4. License and Collaboration Agreements

Baxalta

On September 23, 2014, the Company and Baxter entered into the Baxalta Agreement for the development and commercialization of ONIVYDE in the Licensed Territory. In connection with Baxter’s separation of the Baxalta business, the Baxalta Agreement was assigned to Baxalta during the second quarter of 2015. As part of the Baxalta Agreement, the Company granted Baxalta an exclusive, royalty-bearing right and license under the Company’s patent rights and know-how to develop and commercialize ONIVYDE in the Licensed Territory. Baxalta is responsible for using commercially reasonable efforts to develop, obtain regulatory approvals for and, following regulatory approval, commercialize ONIVYDE in the Licensed Territory. A joint steering committee comprised of an equal number of representatives from each of Baxalta and the Company is responsible for approving changes to the global development plan for ONIVYDE, including all budgets, and overseeing the parties’ development and commercialization activities with respect to ONIVYDE. Unless otherwise agreed, the Company will be responsible for conducting all clinical trials contemplated by the global development plan for ONIVYDE and manufacturing all clinical material needed for such trials. Baxalta also has the option to manufacture ONIVYDE, in which case the Company will perform a technology transfer of its manufacturing process to Baxalta.

Under the terms of the Baxalta Agreement, the Company received a $100.0 million nonrefundable upfront cash payment in September 2014. In addition, the Company is eligible to receive from Baxalta (i) up to an aggregate of $100.0 million upon the achievement of specified research and development milestones, of which the Company has received $62.5 million from Baxalta through December 31, 2016, (ii) up to an aggregate of $520.0 million upon the achievement of specified regulatory milestones, of which the Company has received $60.0 million from Baxalta through December 31, 2016, and (iii) up to an aggregate of $250.0 million upon the achievement of specified sales milestones. Under the terms of the Baxalta Agreement, the Company will bear up to the first $98.8 million of costs related to the development of ONIVYDE for pancreatic cancer patients who have not previously received gemcitabine-based therapy; however, the Company expects most of these costs to be offset by payments received upon the achievement of clinical trial-related milestones. The Company and Baxalta will share equally all other clinical trial costs contemplated by the global development plan. The Company is also entitled to tiered, escalating royalties ranging from sub-teen double digits to low twenties percentages of net sales of ONIVYDE in the Licensed Territory.

If not terminated earlier by either party, the Baxalta Agreement will expire upon expiration of all royalty and other payment obligations of Baxalta under the Baxalta Agreement. Either party may terminate the Baxalta Agreement in the event of an uncured material breach by the other party. Baxalta may also terminate the Baxalta Agreement on a product-by-product, country-by-country or sub-territory-by-sub-territory basis or in its entirety, for its convenience, upon 180 days’ prior written notice. In addition, the Company may terminate the Baxalta Agreement if Baxalta challenges or supports any challenge of the Company’s licensed patent rights.
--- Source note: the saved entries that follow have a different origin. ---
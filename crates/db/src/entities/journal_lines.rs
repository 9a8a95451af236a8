//! `SeaORM` Entity for journal_lines table.

use payledger_core::ledger::JournalLineInput;
use payledger_shared::types::from_minor_units;
use rust_decimal::Decimal;
use sea_orm::entity::prelude::*;
use serde::{Deserialize, Serialize};

#[derive(Clone, Debug, PartialEq, DeriveEntityModel, Eq, Serialize, Deserialize)]
#[sea_orm(table_name = "journal_lines")]
pub struct Model {
    #[sea_orm(primary_key, auto_increment = false)]
    pub id: Uuid,
    pub entry_id: Uuid,
    pub ledger_id: Uuid,
    /// Position of the line within its entry.
    pub line_no: i32,
    pub debit_minor: i64,
    pub credit_minor: i64,
}

impl Model {
    /// Debit amount.
    #[must_use]
    pub fn debit(&self) -> Decimal {
        from_minor_units(self.debit_minor)
    }

    /// Credit amount.
    #[must_use]
    pub fn credit(&self) -> Decimal {
        from_minor_units(self.credit_minor)
    }

    /// The line as a posting leg.
    #[must_use]
    pub fn to_input(&self) -> JournalLineInput {
        JournalLineInput {
            ledger_id: self.ledger_id,
            debit: self.debit(),
            credit: self.credit(),
        }
    }
}

#[derive(Copy, Clone, Debug, EnumIter, DeriveRelation)]
pub enum Relation {
    #[sea_orm(
        belongs_to = "super::journal_entries::Entity",
        from = "Column::EntryId",
        to = "super::journal_entries::Column::Id",
        on_delete = "Cascade"
    )]
    JournalEntries,
    #[sea_orm(
        belongs_to = "super::ledgers::Entity",
        from = "Column::LedgerId",
        to = "super::ledgers::Column::Id"
    )]
    Ledgers,
}

impl Related<super::journal_entries::Entity> for Entity {
    fn to() -> RelationDef {
        Relation::JournalEntries.def()
    }
}

impl Related<super::ledgers::Entity> for Entity {
    fn to() -> RelationDef {
        Relation::Ledgers.def()
    }
}

impl ActiveModelBehavior for ActiveModel {}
At the inception of the collaboration, the Company identified the following deliverables as part of the Baxalta Agreement: (i) license to develop and commercialize ONIVYDE in Baxalta’s territories, (ii) discovery, research, development and manufacturing services required to complete ongoing clinical trials related to ONIVYDE, (iii) discovery, research, development and manufacturing services needed to complete future clinical trials in further indications related to ONIVYDE, (iv) the option to perform a technology transfer of the Company’s manufacturing process related to the production of ONIVYDE to Baxalta and (v) participation on the joint steering committee.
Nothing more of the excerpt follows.